Memory Process - How we learn and store information
The processes of Memory.

The issue with this system is the brain can only process small amounts of new information. The short-term memory can hold around 7 pieces of information. Due to this limited space, the brain must decide quickly what information from the senses is relevant. Therefore, if the senses are dealing with large amounts of information, relevant information might be filtered out.

Novice vs Expert

cognitive load theory novice and expert

During the learning process, you will start as a beginner with the aim of becoming an expert in the subject. As a beginner, the task or skill is new and will still require some thought. Therefore, if too much stimuli is being taken in from the senses, working memory is overloaded. This causes learning to become slow and ineffective. However, an expert will have stronger schemas to handle the increased cognition load. As a skill or situation is repeated and practised, the schemas become stronger and they are able to deal with more stimuli.

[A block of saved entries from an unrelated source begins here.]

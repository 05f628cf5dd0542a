//! Catalog types and validation.
//!
//! A catalog is an ordered list of [`Product`]s, each carrying at least one
//! purchasable [`Variant`]. Catalogs are loaded once from an embedded source
//! or an external URL and never mutated afterwards.

use rust_decimal::Decimal;
use serde::{Deserialize, Serialize};
use thiserror::Error;

/// A purchasable size/option of a product.
#[derive(Debug, Clone, PartialEq, Serialize, Deserialize)]
pub struct Variant {
    pub id: String,
    /// Display title, typically a size label ("S", "M", "42"...).
    pub title: String,
    /// Price in the currency's standard unit (e.g., euros, not cents).
    pub price: Decimal,
    /// ISO 4217 currency code ("EUR").
    pub currency: String,
    #[serde(default = "default_available")]
    pub available: bool,
}

const fn default_available() -> bool {
    true
}

/// A catalog product with its variants.
#[derive(Debug, Clone, PartialEq, Serialize, Deserialize)]
pub struct Product {
    pub id: String,
    pub title: String,
    #[serde(default)]
    pub description: String,
    #[serde(default, skip_serializing_if = "Option::is_none")]
    pub image: Option<String>,
    #[serde(default)]
    pub tags: Vec<String>,
    pub variants: Vec<Variant>,
}

impl Product {
    /// Free-text haystack used for matching: title, description and tags.
    #[must_use]
    pub fn haystack(&self) -> String {
        let mut text = String::with_capacity(
            self.title.len() + self.description.len() + self.tags.iter().map(String::len).sum::<usize>(),
        );
        text.push_str(&self.title);
        text.push(' ');
        text.push_str(&self.description);
        for tag in &self.tags {
            text.push(' ');
            text.push_str(tag);
        }
        text
    }

    /// First variant flagged as available, if any.
    #[must_use]
    pub fn first_available_variant(&self) -> Option<&Variant> {
        self.variants.iter().find(|v| v.available)
    }
}

/// Catalog validation errors.
#[derive(Debug, Error)]
pub enum CatalogError {
    #[error("invalid catalog JSON: {0}")]
    Json(#[from] serde_json::Error),
    #[error("product {index}: empty {field}")]
    EmptyField { index: usize, field: &'static str },
    #[error("product {product}: no variants")]
    NoVariants { product: String },
    #[error("product {product}, variant {variant}: empty {field}")]
    EmptyVariantField {
        product: String,
        variant: String,
        field: &'static str,
    },
    #[error("product {product}, variant {variant}: negative price")]
    NegativePrice { product: String, variant: String },
    #[error("product {product}, variant {variant}: currency must be a 3-letter code (got {currency:?})")]
    BadCurrency {
        product: String,
        variant: String,
        currency: String,
    },
}

/// Wire format: either a bare array or `{ "products": [...] }`.
#[derive(Deserialize)]
#[serde(untagged)]
enum CatalogDocument {
    Array(Vec<Product>),
    Wrapped { products: Vec<Product> },
}

/// A validated, ordered product list.
#[derive(Debug, Clone, Default, PartialEq, Serialize)]
#[serde(transparent)]
pub struct Catalog {
    products: Vec<Product>,
}

impl Catalog {
    /// Build a catalog from already-deserialized products, validating each.
    ///
    /// # Errors
    ///
    /// Returns the first [`CatalogError`] encountered, in catalog order.
    pub fn new(products: Vec<Product>) -> Result<Self, CatalogError> {
        for (index, product) in products.iter().enumerate() {
            validate_product(index, product)?;
        }
        Ok(Self { products })
    }

    /// Parse and validate a catalog from JSON.
    ///
    /// Accepts either a bare JSON array of products or a wrapped
    /// `{ "products": [...] }` object.
    ///
    /// # Errors
    ///
    /// Returns [`CatalogError::Json`] on malformed JSON, or the first
    /// validation error otherwise.
    pub fn from_json(json: &str) -> Result<Self, CatalogError> {
        let document: CatalogDocument = serde_json::from_str(json)?;
        let products = match document {
            CatalogDocument::Array(products) | CatalogDocument::Wrapped { products } => products,
        };
        Self::new(products)
    }

    /// Products in catalog order.
    #[must_use]
    pub fn products(&self) -> &[Product] {
        &self.products
    }

    #[must_use]
    pub fn len(&self) -> usize {
        self.products.len()
    }

    #[must_use]
    pub fn is_empty(&self) -> bool {
        self.products.is_empty()
    }

    /// Look up a variant by id, together with its owning product.
    #[must_use]
    pub fn find_variant(&self, variant_id: &str) -> Option<(&Product, &Variant)> {
        self.products.iter().find_map(|product| {
            product
                .variants
                .iter()
                .find(|variant| variant.id == variant_id)
                .map(|variant| (product, variant))
        })
    }
}

fn validate_product(index: usize, product: &Product) -> Result<(), CatalogError> {
    if product.id.trim().is_empty() {
        return Err(CatalogError::EmptyField { index, field: "id" });
    }
    if product.title.trim().is_empty() {
        return Err(CatalogError::EmptyField {
            index,
            field: "title",
        });
    }
    if product.variants.is_empty() {
        return Err(CatalogError::NoVariants {
            product: product.id.clone(),
        });
    }
    for variant in &product.variants {
        validate_variant(&product.id, variant)?;
    }
    Ok(())
}

fn validate_variant(product_id: &str, variant: &Variant) -> Result<(), CatalogError> {
    if variant.id.trim().is_empty() {
        return Err(CatalogError::EmptyVariantField {
            product: product_id.to_string(),
            variant: variant.title.clone(),
            field: "id",
        });
    }
    if variant.title.trim().is_empty() {
        return Err(CatalogError::EmptyVariantField {
            product: product_id.to_string(),
            variant: variant.id.clone(),
            field: "title",
        });
    }
    if variant.price.is_sign_negative() {
        return Err(CatalogError::NegativePrice {
            product: product_id.to_string(),
            variant: variant.id.clone(),
        });
    }
    if variant.currency.len() != 3 || !variant.currency.chars().all(|c| c.is_ascii_alphabetic()) {
        return Err(CatalogError::BadCurrency {
            product: product_id.to_string(),
            variant: variant.id.clone(),
            currency: variant.currency.clone(),
        });
    }
    Ok(())
}

#[cfg(test)]
#[allow(clippy::unwrap_used)]
mod tests {
    use super::*;
    use rust_decimal_macros::dec;

    fn sample_json() -> &'static str {
        r#"[
            {
                "id": "chemise-lin-bleue",
                "title": "Chemise en lin bleu marine",
                "description": "Coupe droite, lin lavé.",
                "tags": ["chemise", "bleu", "lin"],
                "variants": [
                    { "id": "chemise-lin-bleue-m", "title": "M", "price": 49.9, "currency": "EUR" }
                ]
            }
        ]"#
    }

    #[test]
    fn test_parse_bare_array() {
        let catalog = Catalog::from_json(sample_json()).unwrap();
        assert_eq!(catalog.len(), 1);
        let product = &catalog.products()[0];
        assert_eq!(product.id, "chemise-lin-bleue");
        // available defaults to true when absent
        assert!(product.variants[0].available);
        assert_eq!(product.variants[0].price, dec!(49.9));
    }

    #[test]
    fn test_parse_wrapped_object() {
        let wrapped = format!(r#"{{ "products": {} }}"#, sample_json());
        let catalog = Catalog::from_json(&wrapped).unwrap();
        assert_eq!(catalog.len(), 1);
    }

    #[test]
    fn test_rejects_malformed_json() {
        assert!(matches!(
            Catalog::from_json("not json"),
            Err(CatalogError::Json(_))
        ));
    }

    #[test]
    fn test_rejects_empty_id() {
        let json = r#"[{ "id": " ", "title": "X", "variants": [
            { "id": "v", "title": "M", "price": 1, "currency": "EUR" }
        ]}]"#;
        assert!(matches!(
            Catalog::from_json(json),
            Err(CatalogError::EmptyField { field: "id", .. })
        ));
    }

    #[test]
    fn test_rejects_missing_variants() {
        let json = r#"[{ "id": "p", "title": "X", "variants": [] }]"#;
        assert!(matches!(
            Catalog::from_json(json),
            Err(CatalogError::NoVariants { .. })
        ));
    }

    #[test]
    fn test_rejects_negative_price() {
        let json = r#"[{ "id": "p", "title": "X", "variants": [
            { "id": "v", "title": "M", "price": -1, "currency": "EUR" }
        ]}]"#;
        assert!(matches!(
            Catalog::from_json(json),
            Err(CatalogError::NegativePrice { .. })
        ));
    }

    #[test]
    fn test_rejects_bad_currency() {
        let json = r#"[{ "id": "p", "title": "X", "variants": [
            { "id": "v", "title": "M", "price": 1, "currency": "EURO" }
        ]}]"#;
        assert!(matches!(
            Catalog::from_json(json),
            Err(CatalogError::BadCurrency { .. })
        ));
    }

    #[test]
    fn test_find_variant() {
        let catalog = Catalog::from_json(sample_json()).unwrap();
        let (product, variant) = catalog.find_variant("chemise-lin-bleue-m").unwrap();
        assert_eq!(product.id, "chemise-lin-bleue");
        assert_eq!(variant.title, "M");
        assert!(catalog.find_variant("unknown").is_none());
    }

    #[test]
    fn test_haystack_joins_title_description_tags() {
        let catalog = Catalog::from_json(sample_json()).unwrap();
        let haystack = catalog.products()[0].haystack();
        assert!(haystack.contains("Chemise en lin"));
        assert!(haystack.contains("Coupe droite"));
        assert!(haystack.contains("bleu"));
    }
}
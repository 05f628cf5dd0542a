//! Catalog endpoints consumed by the embedded widget.
//!
//! Both endpoints are CORS-open: the loader script injects the widget into
//! arbitrary merchant pages and fetches the catalog from there.

use axum::{Json, extract::State};
use tracing::instrument;
use vocalshop_core::Catalog;

use crate::state::AppState;

/// The catalog the assistant works against: the configured merchant feed
/// when reachable, the embedded demo catalog otherwise.
#[instrument(skip(state))]
pub async fn active(State(state): State<AppState>) -> Json<Catalog> {
    Json(state.catalogs().active_catalog().await)
}

/// The embedded partner feed, kept on its own endpoint so integration
/// demos can point the widget at a second shop without configuration.
pub async fn partner(State(state): State<AppState>) -> Json<Catalog> {
    Json(state.catalogs().partner().clone())
}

Uses in Coaching or Teaching

Cognitive load can be split into intrinsic and extraneous load. Intrinsic load is the load which is inherent from the content being processed. Extraneous load is irrelevant stimuli from the content, which needs to be minimised. To maximise the intrinsic load, without overload, can be managed by instructional goals. This can be achieved by ordering tasks from simple to complex and from low to high game realism.

For example, passing patterns, as they help recognise the situations of the game when they appear. The exercise below is an example, where players are passing in a set routine. The next player moves to be in position as the ball is travelling to the player receiving before them.

While some will say this is unrealistic due to the lack of defenders, removing the defenders reduces the cognitive load. The players can practice these movements and start to recognise triggers without this extra interference. The next exercise might progress to including a couple of defenders. These defenders could be fully active, passive or have restrictions (e.g. no tackles, only interceptions) to slowly increase the complexity and game realism of the exercise.

The video below shows how these movements are triggers for other players in a game. The player’s movements provoke a reaction from the opposition. If a certain reaction occurs, this is recognised and a solution is made. For example, the opposition player pressures the RCM which triggers the LCM to move forward.